Chuck Bybee said:
...have you ever made a knife and/or attempted the ABS journeyman tests with a knife?
Have you ever chopped through a 2x4?
Have you ever sliced through a 1" free hanging rope within 12" of the end with the same knife?
Have you ever take the same knife and bent it 90º without breaking the knife?
Kevin addresses this well enough in regards to what the tests show and his statement about the mild steel is fairly dramatic. I think he has made a few knives. Of course you can now go on usual rants about him being delusional and so forth. As for the issue, no I have not made a knife which would pass the ABS tests, I don't have much of a desire to make knives, there are other things I enjoy doing more, and people who are more talented. I make money doing what I like and give it to them to do what they like and get a better knife than I could make. You don't need to know how to make a knife to know if it is difficult for a knife to be able to do something, just do it with a large bunch of knives, and see what happens.
Razorback - Knives said:
...aren't suitable enough to show the strength of the knives being tested.
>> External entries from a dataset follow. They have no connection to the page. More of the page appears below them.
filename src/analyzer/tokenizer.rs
//! Word tokenization on Unicode word boundaries (UAX #29).
//!
//! Two adjustments sit on top of the boundary rules: clitic endings
//! (`'s`, `n't`, `'re`, ...) become tokens of their own, and words joined
//! by hyphens stay one token (`state-of-the-art`).

use unicode_segmentation::UnicodeSegmentation;

/// Endings split off a word, checked against text with straight apostrophes.
const CLITICS: [&str; 7] = ["n't", "'s", "'re", "'ll", "'ve", "'d", "'m"];

/// Lowercases `text` and splits it into words.
///
/// Punctuation and whitespace never appear in the output. Clitics and
/// hyphenated compounds are emitted as tokens but fail the alphanumeric
/// filter, so `rust's` counts as `rust` while `state-of-the-art` counts
/// as nothing.
#[must_use]
pub fn tokenize(text: &str) -> Vec<String> {
    let lowered = text.to_lowercase().replace('\u{2019}', "'");
    let segments: Vec<&str> = lowered.split_word_bounds().collect();

    let mut tokens = Vec::new();
    let mut i = 0;
    while i < segments.len() {
        if !is_word_segment(segments[i]) {
            i += 1;
            continue;
        }

        let start = i;
        while i + 2 < segments.len() && segments[i + 1] == "-" && is_word_segment(segments[i + 2]) {
            i += 2;
        }
        i += 1;

        let word = segments[start..i].concat();
        let (stem, clitic) = split_clitic(&word);
        tokens.push(stem.to_string());
        if let Some(clitic) = clitic {
            tokens.push(clitic.to_string());
        }
    }
    tokens
}

/// True when every character is a letter or a digit.
#[must_use]
pub fn is_alphanumeric_word(word: &str) -> bool {
    !word.is_empty() && word.chars().all(char::is_alphanumeric)
}

fn is_word_segment(segment: &str) -> bool {
    segment.chars().any(char::is_alphanumeric)
}

fn split_clitic(word: &str) -> (&str, Option<&str>) {
    CLITICS
        .iter()
        .find(|clitic| word.len() > clitic.len() && word.ends_with(*clitic))
        .map_or((word, None), |clitic| {
            let (stem, ending) = word.split_at(word.len() - clitic.len());
            (stem, Some(ending))
        })
}

#[cfg(test)]
mod tests {
    use super::*;

    #[test]
    fn splits_on_punctuation_not_just_whitespace() {
        assert_eq!(tokenize("Hello,world! (Rust)"), vec!["hello", "world", "rust"]);
    }

    #[test]
    fn lowercases_cyrillic() {
        assert_eq!(tokenize("Привет, МИР."), vec!["привет", "мир"]);
    }

    #[test]
    fn keeps_numbers_as_words() {
        assert_eq!(tokenize("version 2024 released"), vec!["version", "2024", "released"]);
    }

    #[test]
    fn contractions_split_off_their_clitic() {
        let words = tokenize("don't stop");
        assert_eq!(words, vec!["do", "n't", "stop"]);
        assert!(!is_alphanumeric_word(&words[1]));
        assert!(is_alphanumeric_word(&words[2]));
    }

    #[test]
    fn possessives_keep_the_base_word() {
        assert_eq!(tokenize("Rust's crates"), vec!["rust", "'s", "crates"]);
        assert_eq!(tokenize("Rust\u{2019}s crates"), vec!["rust", "'s", "crates"]);
        assert_eq!(tokenize("we'll they're"), vec!["we", "'ll", "they", "'re"]);
    }

    #[test]
    fn hyphenated_compounds_stay_whole() {
        let words = tokenize("a state-of-the-art well-known - parser");
        assert_eq!(words, vec!["a", "state-of-the-art", "well-known", "parser"]);
        assert!(!is_alphanumeric_word(&words[1]));
    }

    #[test]
    fn empty_word_is_not_alphanumeric() {
        assert!(!is_alphanumeric_word(""));
    }
}
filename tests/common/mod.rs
#![allow(dead_code)]

pub mod page_server;
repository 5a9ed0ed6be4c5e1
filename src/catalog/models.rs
//! Catalog data models
//!
//! Defines the product record and the payloads used to create and update it.
//! Field names on the wire are Portuguese (`nome`, `valor`, `quantidade`,
//! `criadoEm`) to stay compatible with existing clients.

use chrono::{DateTime, Utc};
use serde::{Deserialize, Serialize};
use sqlx::FromRow;
use uuid::Uuid;

/// Unique identifier for a product
pub type ProductId = String;

/// A catalog item as stored in the `products` table
#[derive(Debug, Clone, PartialEq, Serialize, Deserialize, FromRow)]
pub struct Product {
    /// Generated at creation, never mutated
    pub id: ProductId,
    /// Display name; not unique
    #[serde(rename = "nome")]
    pub name: Option<String>,
    /// Unit price
    #[serde(rename = "valor")]
    pub price: f64,
    /// Units in stock
    #[serde(rename = "quantidade")]
    pub quantity: i32,
    /// When the product was created, never mutated
    #[serde(rename = "criadoEm")]
    pub created_at: DateTime<Utc>,
}

impl Product {
    /// Build a fresh product from a creation payload
    ///
    /// Assigns a new UUID v4 and the current time. Whatever `id` or
    /// `criadoEm` the caller sent was already dropped during deserialization.
    pub fn new(new: NewProduct) -> Self {
        Self {
            id: Self::generate_id(),
            name: new.name,
            price: new.price,
            quantity: new.quantity,
            created_at: Utc::now(),
        }
    }

    /// Generate a new unique ID for a product
    pub fn generate_id() -> ProductId {
        Uuid::new_v4().to_string()
    }
}

/// Payload for creating a product
///
/// Unknown fields (including `id` and `criadoEm`) are ignored.
#[derive(Debug, Clone, Default, Deserialize)]
pub struct NewProduct {
    /// Display name
    #[serde(rename = "nome", default)]
    pub name: Option<String>,
    /// Unit price
    #[serde(rename = "valor", default)]
    pub price: f64,
    /// Units in stock
    #[serde(rename = "quantidade", default)]
    pub quantity: i32,
}

/// Sparse update: only `Some` fields overwrite the stored value
#[derive(Debug, Clone, Copy, Default, PartialEq, Deserialize)]
pub struct ProductUpdate {
    /// New unit price
    #[serde(rename = "valor", default)]
    pub price: Option<f64>,
    /// New stock quantity
    #[serde(rename = "quantidade", default)]
    pub quantity: Option<i32>,
}

impl ProductUpdate {
    /// Build an update where zero means "leave unchanged"
    ///
    /// The legacy `/api/produto/alterar` route sends a full product, so a
    /// field it did not mean to change arrives as `0`.
    pub fn from_zero_as_unset(price: f64, quantity: i32) -> Self {
        Self {
            price: (price != 0.0).then_some(price),
            quantity: (quantity != 0).then_some(quantity),
        }
    }

    /// True when no field would change
    pub fn is_empty(&self) -> bool {
        self.price.is_none() && self.quantity.is_none()
    }
}
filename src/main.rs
//! Catalog Backend
//!
//! A REST API for a product catalog backed by SQLite.

use catalog_backend::{api, catalog::ProductDb, config::Config};
use std::net::SocketAddr;
use std::sync::Arc;
use tracing::info;
use tracing_subscriber::EnvFilter;

#[tokio::main]
async fn main() -> anyhow::Result<()> {
    // Initialize tracing
    tracing_subscriber::fmt()
        .with_env_filter(
            EnvFilter::try_from_default_env().unwrap_or_else(|_| EnvFilter::new("info")),
        )
        .init();

    // Load configuration
    let config = Config::from_env();
    info!("Configuration loaded: {:?}", config);

    let db = ProductDb::new(&config.database.url, config.database.max_connections).await?;
    let app = api::router(Arc::new(db));

    // Bind to address from config
    let addr: SocketAddr = config
        .server_addr()
        .parse()
        .map_err(|e| anyhow::anyhow!("Invalid server address: {}", e))?;

    info!("Server running on http://{}", addr);
    info!("Version: {}", env!("CARGO_PKG_VERSION"));

    let listener = tokio::net::TcpListener::bind(&addr).await?;

    // Setup graceful shutdown
    axum::serve(listener, app)
        .with_graceful_shutdown(shutdown_signal())
        .await?;

    info!("Server shutdown complete");
    Ok(())
}

/// Handle graceful shutdown signals (Ctrl+C, SIGTERM)
async fn shutdown_signal() {
    let ctrl_c = async {
        if let Err(e) = tokio::signal::ctrl_c().await {
            tracing::warn!("Failed to install Ctrl+C handler: {}", e);
            std::future::pending::<()>().await;
        }
    };

    #[cfg(unix)]
    let terminate = async {
        match tokio::signal::unix::signal(tokio::signal::unix::SignalKind::terminate()) {
            Ok(mut signal) => {
                signal.recv().await;
            }
            Err(e) => {
                tracing::warn!("Failed to install SIGTERM handler: {}", e);
                std::future::pending::<()>().await;
            }
        }
    };

    #[cfg(not(unix))]
    let terminate = std::future::pending::<()>();

    tokio::select! {
        _ = ctrl_c => {
            info!("Received Ctrl+C, shutting down gracefully...");
        },
        _ = terminate => {
            info!("Received SIGTERM, shutting down gracefully...");
        },
    }
}
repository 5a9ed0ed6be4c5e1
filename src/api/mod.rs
//! API module
//!
//! Contains HTTP request handlers for the product catalog and the router
//! that wires them together.

pub mod legacy;
pub mod products;

use crate::catalog::ProductDb;
use crate::error::AppError;
use crate::middleware::request_id_middleware;
use axum::{
    extract::State,
    routing::{delete, get, post, put},
    Json, Router,
};
use serde::Serialize;
use std::sync::Arc;
use tower_http::{cors::CorsLayer, trace::TraceLayer};

/// Shared state handed to every handler: the product store
pub type RouterState = Arc<ProductDb>;

/// Health check response
#[derive(Debug, Serialize)]
pub struct HealthResponse {
    /// Overall status ("healthy")
    pub status: String,
    /// Package version
    pub version: String,
    /// Human-readable message
    pub message: String,
    /// Number of products currently stored
    pub products: i64,
}

/// Build the application router with all routes and middleware
pub fn router(db: RouterState) -> Router {
    Router::new()
        .route("/", get(index))
        .route("/api/health", get(health_check))
        // ID-based product API
        .route(
            "/api/produtos",
            get(products::list_products).post(products::create_product),
        )
        .route(
            "/api/produtos/:id",
            get(products::get_product)
                .put(products::update_product)
                .delete(products::delete_product),
        )
        // Legacy name-based product API
        .route("/api/produto/listar", get(legacy::listar))
        .route("/api/produto/cadastrar", post(legacy::cadastrar))
        .route("/api/produto/remove", delete(legacy::remove))
        .route("/api/produto/buscar", post(legacy::buscar))
        .route("/api/produto/alterar", put(legacy::alterar))
        // Middleware (order matters - request_id should be first)
        .layer(axum::middleware::from_fn(request_id_middleware))
        .layer(
            TraceLayer::new_for_http().make_span_with(|request: &axum::http::Request<_>| {
                tracing::info_span!(
                    "http_request",
                    method = %request.method(),
                    uri = %request.uri(),
                )
            }),
        )
        .layer(CorsLayer::permissive())
        .with_state(db)
}

async fn index() -> &'static str {
    "Api de Produtos"
}

async fn health_check(State(db): State<RouterState>) -> Result<Json<HealthResponse>, AppError> {
    let products = db.count().await?;
    Ok(Json(HealthResponse {
        status: "healthy".to_string(),
        version: env!("CARGO_PKG_VERSION").to_string(),
        message: "Catalog backend is healthy".to_string(),
        products,
    }))
}
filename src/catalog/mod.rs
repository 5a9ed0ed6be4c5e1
//! Catalog module
//!
//! Handles product storage using a SQLite database.

pub mod db;
pub mod models;

pub use db::ProductDb;
pub use models::{NewProduct, Product, ProductId, ProductUpdate};
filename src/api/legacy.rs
//! Legacy product API handlers
//!
//! The first-generation `/api/produto/*` routes. Every selector travels in the JSON
//! body and products are located by `nome`, not by ID. Names are not unique,
//! so when several products share a name the oldest one is used.
//! New clients should use the ID-based routes in [`crate::api::products`].

use crate::api::RouterState;
use crate::catalog::{NewProduct, Product, ProductUpdate};
use crate::error::AppError;
use axum::{extract::State, http::StatusCode, response::Json};

/// Request body shared by all legacy routes: a product, possibly partial
pub type LegacyProductRequest = NewProduct;

/// The `nome` selector of a request
///
/// A missing name never matches, not even a nameless product.
fn selector(request: &LegacyProductRequest) -> Result<&str, AppError> {
    request
        .name
        .as_deref()
        .ok_or_else(|| AppError::ProductNotFound("<sem nome>".to_string()))
}

/// GET /api/produto/listar - List all products, 404 when the catalog is empty
pub async fn listar(State(db): State<RouterState>) -> Result<Json<Vec<Product>>, AppError> {
    let products = db.list().await?;
    if products.is_empty() {
        return Err(AppError::CatalogEmpty);
    }
    Ok(Json(products))
}

/// POST /api/produto/cadastrar - Create a product
pub async fn cadastrar(
    State(db): State<RouterState>,
    Json(request): Json<LegacyProductRequest>,
) -> Result<(StatusCode, Json<Product>), AppError> {
    let product = db.create(request).await?;
    Ok((StatusCode::CREATED, Json(product)))
}

/// DELETE /api/produto/remove - Delete the product with the given name
pub async fn remove(
    State(db): State<RouterState>,
    Json(request): Json<LegacyProductRequest>,
) -> Result<(StatusCode, Json<Product>), AppError> {
    let name = selector(&request)?;
    let product = db
        .delete_by_name(name)
        .await?
        .ok_or_else(|| AppError::ProductNotFound(name.to_string()))?;

    Ok((StatusCode::ACCEPTED, Json(product)))
}

/// POST /api/produto/buscar - Find the product with the given name
pub async fn buscar(
    State(db): State<RouterState>,
    Json(request): Json<LegacyProductRequest>,
) -> Result<Json<Product>, AppError> {
    let name = selector(&request)?;
    let product = db
        .find_by_name(name)
        .await?
        .ok_or_else(|| AppError::ProductNotFound(name.to_string()))?;

    Ok(Json(product))
}

/// PUT /api/produto/alterar - Update price/quantity of the named product
///
/// A `valor` or `quantidade` of zero means "keep the current value".
pub async fn alterar(
    State(db): State<RouterState>,
    Json(request): Json<LegacyProductRequest>,
) -> Result<Json<Product>, AppError> {
    let name = selector(&request)?;
    let update = ProductUpdate::from_zero_as_unset(request.price, request.quantity);
    let product = db
        .update_by_name(name, update)
        .await?
        .ok_or_else(|| AppError::ProductNotFound(name.to_string()))?;

    Ok(Json(product))
}
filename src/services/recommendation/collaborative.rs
use crate::algorithms::{rank_top_n, RatingPredictor};
use crate::models::*;
use crate::services::catalog::Catalog;
use std::sync::Arc;
use tracing::{debug, warn};

/// Scores facet-filtered candidates for a user with a rating predictor and
/// returns the enriched top-N.
pub struct CollaborativeRecommender {
    catalog: Arc<Catalog>,
    predictor: Arc<dyn RatingPredictor>,
}

impl CollaborativeRecommender {
    pub fn new(catalog: Arc<Catalog>, predictor: Arc<dyn RatingPredictor>) -> Self {
        Self { catalog, predictor }
    }

    /// Unknown candidate ids, facet mismatches and failed predictions are
    /// skipped. The result always contains `user_id`, possibly with an
    /// empty list.
    pub fn recommend<I, S>(
        &self,
        user_id: &str,
        candidate_ids: I,
        filter: &FacetFilter,
        n: usize,
    ) -> RecommendationMap
    where
        I: IntoIterator<Item = S>,
        S: AsRef<str>,
    {
        let mut predictions = Vec::new();

        for candidate in candidate_ids {
            let restaurant_id = candidate.as_ref();
            let Some(restaurant) = self.catalog.find_by_id(restaurant_id) else {
                debug!("Skipping unknown candidate {}", restaurant_id);
                continue;
            };

            if !filter.matches(restaurant) {
                continue;
            }

            match self.predictor.predict(user_id, restaurant_id) {
                Ok(estimate) if estimate.is_finite() => {
                    predictions.push(PredictionResult::new(user_id, restaurant_id, estimate));
                }
                Ok(estimate) => {
                    warn!(
                        "Excluding {} for user {}: non-finite estimate {}",
                        restaurant_id, user_id, estimate
                    );
                }
                Err(e) => {
                    warn!("Excluding {} for user {}: {}", restaurant_id, user_id, e);
                }
            }
        }

        let mut recommendations = RecommendationMap::new();
        recommendations.insert(user_id.to_string(), Vec::new());

        if predictions.is_empty() {
            debug!("No candidates survived filtering for user {}", user_id);
            return recommendations;
        }

        for (uid, ranked) in rank_top_n(predictions, n) {
            let enriched = ranked
                .iter()
                .filter_map(|prediction| {
                    self.catalog
                        .find_by_id(&prediction.restaurant_id)
                        .map(|restaurant| RankedRecommendation::from_prediction(prediction, restaurant))
                })
                .collect();
            recommendations.insert(uid, enriched);
        }

        recommendations
    }
}
use serde::{Deserialize, Serialize};
use std::net::SocketAddr;
use std::path::PathBuf;

#[derive(Debug, Clone, Serialize, Deserialize)]
pub struct Config {
    pub server: ServerConfig,
    pub artifacts: ArtifactsConfig,
    pub recommendation: RecommendationConfig,
    pub reviews: ReviewsConfig,
}

#[derive(Debug, Clone, Serialize, Deserialize)]
pub struct ServerConfig {
    pub host: String,
    pub port: u16,
    pub workers: usize,
}

impl ServerConfig {
    pub fn socket_addr(&self) -> anyhow::Result<SocketAddr> {
        format!("{}:{}", self.host, self.port)
            .parse()
            .map_err(|e| anyhow::anyhow!("Invalid server address {}:{}: {}", self.host, self.port, e))
    }

    /// Multi-threaded runtime sized to `workers`.
    pub fn build_runtime(&self) -> anyhow::Result<tokio::runtime::Runtime> {
        if self.workers == 0 {
            anyhow::bail!("server.workers must be at least 1");
        }
        Ok(tokio::runtime::Builder::new_multi_thread()
            .worker_threads(self.workers)
            .enable_all()
            .build()?)
    }
}

#[derive(Debug, Clone, Serialize, Deserialize)]
pub struct ArtifactsConfig {
    pub catalog_path: PathBuf,
    pub similarity_path: PathBuf,
    pub model_path: PathBuf,
    pub poster_dir: PathBuf,
}

#[derive(Debug, Clone, Serialize, Deserialize)]
pub struct RecommendationConfig {
    pub default_top_n: usize,
    pub content_neighbors: usize,
    pub max_top_n: usize,
    pub all_facets_sentinel: String,
}

#[derive(Debug, Clone, Serialize, Deserialize)]
pub struct ReviewsConfig {
    pub path: PathBuf,
}

impl Default for Config {
    fn default() -> Self {
        Self {
            server: ServerConfig {
                host: "0.0.0.0".to_string(),
                port: 8080,
                workers: num_cpus::get(),
            },
            artifacts: ArtifactsConfig {
                catalog_path: PathBuf::from("artifacts/restaurants_list.json"),
                similarity_path: PathBuf::from("artifacts/restaurants_similarity.json"),
                model_path: PathBuf::from("models/cf_model.json"),
                poster_dir: PathBuf::from("images"),
            },
            recommendation: RecommendationConfig {
                default_top_n: 5,
                content_neighbors: 5,
                max_top_n: 100,
                all_facets_sentinel: "All".to_string(),
            },
            reviews: ReviewsConfig {
                path: PathBuf::from("reviews.csv"),
            },
        }
    }
}

impl Config {
    pub fn from_file(path: &str) -> anyhow::Result<Self> {
        let settings = config::Config::builder()
            .add_source(config::File::with_name(path))
            .add_source(config::Environment::with_prefix("RESTREC").separator("__"))
            .build()?;

        Ok(settings.try_deserialize()?)
    }

    /// Loads `path` when it exists, falling back to the defaults otherwise.
    pub fn load_or_default(path: &str) -> anyhow::Result<Self> {
        if std::path::Path::new(path).exists() {
            Self::from_file(path)
        } else {
            tracing::info!("Config file {} not found, using default configuration", path);
            Ok(Self::default())
        }
    }
}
They are not intended to, the bend test isn't used to show how knives should be made, simply that the maker can produce such an effect. This has been discussed many times before, it is a test of skill on the maker, not an arguement that all knives should be made this way, or that it defines hard use. The rope test is a simple one of sharpness and cutting ability, and the 2x4 shows a measure of edge retention and durability. They are not extremes in any sense.
None of them as well address the issue at hand which is the strength/durability of the tang and in particular the wood grip. Some of them would be just silly to even imply that they could stress a knife in any way. How would cutting a 1" piece of hemp rope possible fault a tang. To even bring that into the discussion makes no sense at all. I don't think I have ever see a knife so fragile it would break cutting a piece of hemp rope.
Similar with the 2x4 chop, even the old Rambo knives with the screwed on handle would easily chop through a 2x4 twice without breaking, or the screw coming loose, it takes a lot of repeated impacts to cause problems. You are applying an arguement to the ABS tests which they are not intended to measure. Ref :
http://www.americanbladesmith.com/ABS_MSTest.htm
I have lots of knives which would not pass these tests for various reasons and I would call them hard use, and I have knives that would pass them and I would not call them hard use.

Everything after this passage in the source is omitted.